Role of the Raphe Pallidus in Mediation of the Cardiovascular Response to Stress

Brainstem nuclei, like the raphe pallidus (RaPa), are rich in serotonin (5HT) and are thought to mediate protective responses to stress including increases in BP and HR. Dysfunction in 5HT secretion may disrupt these responses and therefore increases an infant's risk for Sudden Infant Death Syndrome (SIDS). It was hypothesized that alterations in neurotransmission in the RaPa will block normal cardiovascular responses to various stressors. Male Sprague‐Dawley rats were instrumented with biotelemetric probes implanted into the descending aorta to measure BP and HR. A microinjection guide cannula was also sterotaxically implanted into the brainstem, targeting the RaPa. Following a 7 day recovery rats were microinjected with either muscimol (GABA‐A agonist) to block neurotransmission, 8‐OH‐DPAT to activate the inhibitory 5HT 1A receptor, or artificial cerebral spinal fluid (ACSF). Then they were immediately exposed to one of three stressors: handling, restraint, or air jet.
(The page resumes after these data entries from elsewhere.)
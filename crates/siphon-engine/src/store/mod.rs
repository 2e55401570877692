//! Document-store abstraction
//!
//! The engine consumes the database as an opaque handle with `count`,
//! `aggregate`, and `create_index` operations plus basic writes. Backends
//! implement the `Collection` trait; documents are `serde_json::Value`
//! objects with a string `_id`.
//!
//! Two backends ship with the engine:
//! - [`memory::MemoryStore`]: in-process, used by tests and embedders
//! - [`postgres::JsonbStore`]: a single JSONB-backed table via sqlx

use async_trait::async_trait;
use serde_json::Value;
use std::sync::Arc;

use siphon_common::Result;

pub mod cursor;
pub mod filter;
pub mod memory;
pub mod postgres;

pub use cursor::RecordCursor;

/// A connected document store: a namespace of collections plus a close
/// operation that must be called exactly once per run.
#[async_trait]
pub trait DocumentStore: Send + Sync {
    /// Get a handle to a named collection (created lazily on first write).
    fn collection(&self, name: &str) -> Arc<dyn Collection>;

    /// Release the underlying database resource.
    async fn close(&self) -> Result<()>;
}

/// A single collection of JSON documents.
#[async_trait]
pub trait Collection: Send + Sync {
    fn name(&self) -> &str;

    /// Count documents matching the filter (empty filter counts all).
    async fn count(&self, filter: &Value) -> Result<u64>;

    /// Run a stage pipeline and return a streaming cursor over the results.
    ///
    /// A `$out` stage materializes the results into the named collection as
    /// a side effect; the cursor then yields nothing.
    async fn aggregate(&self, stages: &[Value], options: AggregateOptions)
        -> Result<RecordCursor>;

    /// Ensure an index exists for the given spec.
    async fn create_index(&self, index: &IndexSpec) -> Result<()>;

    /// Fetch the first document matching the filter.
    async fn find_one(&self, filter: &Value) -> Result<Option<Value>>;

    /// Insert a document, assigning a `_id` when absent. Returns the id.
    async fn insert_one(&self, doc: Value) -> Result<String>;

    /// Update the first document matching the filter.
    ///
    /// `update` is either a `{"$set": {...}}` document or a full
    /// replacement document. With `upsert`, a missing match inserts the
    /// filter merged with the update.
    async fn update_one(&self, filter: &Value, update: &Value, upsert: bool)
        -> Result<WriteOutcome>;

    /// Delete all documents matching the filter. Returns the deleted count.
    async fn delete_many(&self, filter: &Value) -> Result<u64>;
}

/// Options for an aggregate call.
#[derive(Debug, Clone)]
pub struct AggregateOptions {
    /// Transport batch-size hint. A throughput tuning knob, not a semantic
    /// contract; backends may ignore it.
    pub batch_size: usize,

    /// Bound on the whole streaming/bulk operation, in milliseconds.
    /// Exceeding it fails the cursor.
    pub max_time_ms: Option<u64>,

    /// Allow the backend to spill to disk for large pipelines.
    pub allow_disk_use: bool,
}

impl Default for AggregateOptions {
    fn default() -> Self {
        Self {
            batch_size: 1000,
            max_time_ms: None,
            allow_disk_use: true,
        }
    }
}

/// An index specification for an output collection.
#[derive(Debug, Clone, PartialEq, Eq)]
pub struct IndexSpec {
    /// Document field paths making up the index key.
    pub keys: Vec<String>,
    pub unique: bool,
}

impl IndexSpec {
    pub fn new(keys: impl IntoIterator<Item = impl Into<String>>) -> Self {
        Self {
            keys: keys.into_iter().map(Into::into).collect(),
            unique: false,
        }
    }

    pub fn unique(mut self) -> Self {
        self.unique = true;
        self
    }
}

/// Reported counts for a write operation.
#[derive(Debug, Clone, Default, PartialEq, Eq)]
pub struct WriteOutcome {
    pub matched: u64,
    pub modified: u64,
    /// Id of the document inserted by an upsert, when one happened.
    pub upserted_id: Option<String>,
}

impl WriteOutcome {
    pub fn upserted_count(&self) -> u64 {
        u64::from(self.upserted_id.is_some())
    }
}

/// Ensure every index in the list exists on the collection.
pub async fn ensure_indices(collection: &dyn Collection, indices: &[IndexSpec]) -> Result<()> {
    for index in indices {
        collection.create_index(index).await?;
    }
    Ok(())
}

/// Assign a string `_id` when the document lacks one.
pub(crate) fn ensure_id(mut doc: Value) -> (Value, String) {
    if let Some(id) = doc.get("_id").and_then(Value::as_str) {
        let id = id.to_string();
        return (doc, id);
    }
    let id = uuid::Uuid::new_v4().to_string();
    if let Some(map) = doc.as_object_mut() {
        map.insert("_id".to_string(), Value::String(id.clone()));
    }
    (doc, id)
}

/// Apply a `$set` or full-replacement update to an existing document.
pub(crate) fn apply_update(existing: &Value, update: &Value) -> Result<Value> {
    use siphon_common::SiphonError;

    let update_map = update
        .as_object()
        .ok_or_else(|| SiphonError::InvalidDocument("update must be a document".to_string()))?;

    if let Some(set) = update_map.get("$set") {
        let set = set.as_object().ok_or_else(|| {
            SiphonError::InvalidDocument("$set requires a document".to_string())
        })?;
        let mut merged = existing.clone();
        if let Some(map) = merged.as_object_mut() {
            for (k, v) in set {
                map.insert(k.clone(), v.clone());
            }
        }
        return Ok(merged);
    }

    // Replacement document keeps the original id.
    let mut replacement = update.clone();
    if let (Some(map), Some(id)) = (replacement.as_object_mut(), existing.get("_id")) {
        map.insert("_id".to_string(), id.clone());
    }
    Ok(replacement)
}

/// Build the document inserted by an upsert: the filter's plain-equality
/// fields merged under the update.
pub(crate) fn upsert_document(filter: &Value, update: &Value) -> Result<Value> {
    use siphon_common::SiphonError;

    let mut base = serde_json::Map::new();

    if let Some(conditions) = filter.as_object() {
        for (path, condition) in conditions {
            let is_operator = condition
                .as_object()
                .is_some_and(|o| o.keys().any(|k| k.starts_with('$')));
            if !is_operator && !path.contains('.') && !condition.is_null() {
                base.insert(path.clone(), condition.clone());
            }
        }
    }

    let update_map = update
        .as_object()
        .ok_or_else(|| SiphonError::InvalidDocument("update must be a document".to_string()))?;

    if let Some(set) = update_map.get("$set").and_then(Value::as_object) {
        for (k, v) in set {
            base.insert(k.clone(), v.clone());
        }
    } else {
        for (k, v) in update_map {
            base.insert(k.clone(), v.clone());
        }
    }

    Ok(Value::Object(base))
}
ACSF elicited the expected increase in HR and BP following stress where as the stress response was completely attenuated following 8‐OH‐DPAT or Muscimol microinjection. These data suggest, cardiovascular responses to stress are mediated by the RaPa area of the brainstem, and likely involve the 5HT 1A receptor. Determining how the nervous system, specifically 5HT secretion, coordinates the body's cardiovascular response to stress will help explain how dysfunction in 5HT neurotransmission could lead to an increased risk for SIDS.